▶ **INSTRUCTIONS FOR THE TASK**
Go over the data and copy out each line with "InvalidRepository" in it.

▶ **Collected data entries**
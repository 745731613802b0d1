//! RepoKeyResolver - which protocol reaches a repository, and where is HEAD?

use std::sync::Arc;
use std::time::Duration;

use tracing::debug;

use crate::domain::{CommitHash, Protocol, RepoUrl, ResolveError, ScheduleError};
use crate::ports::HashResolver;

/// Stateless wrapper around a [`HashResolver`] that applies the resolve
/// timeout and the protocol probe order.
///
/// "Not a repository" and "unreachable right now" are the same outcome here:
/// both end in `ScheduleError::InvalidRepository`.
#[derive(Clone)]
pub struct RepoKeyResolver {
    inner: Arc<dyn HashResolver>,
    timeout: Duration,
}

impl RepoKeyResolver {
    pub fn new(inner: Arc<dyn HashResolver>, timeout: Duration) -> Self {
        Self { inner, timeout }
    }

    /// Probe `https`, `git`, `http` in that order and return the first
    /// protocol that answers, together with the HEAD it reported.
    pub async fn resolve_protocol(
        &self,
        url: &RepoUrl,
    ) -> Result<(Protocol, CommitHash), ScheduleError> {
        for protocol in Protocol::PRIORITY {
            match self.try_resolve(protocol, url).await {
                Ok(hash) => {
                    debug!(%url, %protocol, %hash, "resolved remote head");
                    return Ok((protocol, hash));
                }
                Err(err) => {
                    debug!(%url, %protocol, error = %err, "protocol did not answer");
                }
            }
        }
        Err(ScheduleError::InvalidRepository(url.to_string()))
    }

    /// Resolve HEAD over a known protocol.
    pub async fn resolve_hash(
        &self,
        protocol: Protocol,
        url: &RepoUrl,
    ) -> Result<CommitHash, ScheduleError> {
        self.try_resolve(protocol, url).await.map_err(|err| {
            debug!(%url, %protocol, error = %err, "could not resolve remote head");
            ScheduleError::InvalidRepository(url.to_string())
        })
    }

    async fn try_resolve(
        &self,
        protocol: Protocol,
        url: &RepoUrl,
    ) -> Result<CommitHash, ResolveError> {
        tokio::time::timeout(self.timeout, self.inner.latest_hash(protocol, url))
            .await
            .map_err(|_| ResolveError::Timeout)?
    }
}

▶ **RESPONSE AREA**
/// both end in `ScheduleError::InvalidRepository`.
        Err(ScheduleError::InvalidRepository(url.to_string()))
            ScheduleError::InvalidRepository(url.to_string())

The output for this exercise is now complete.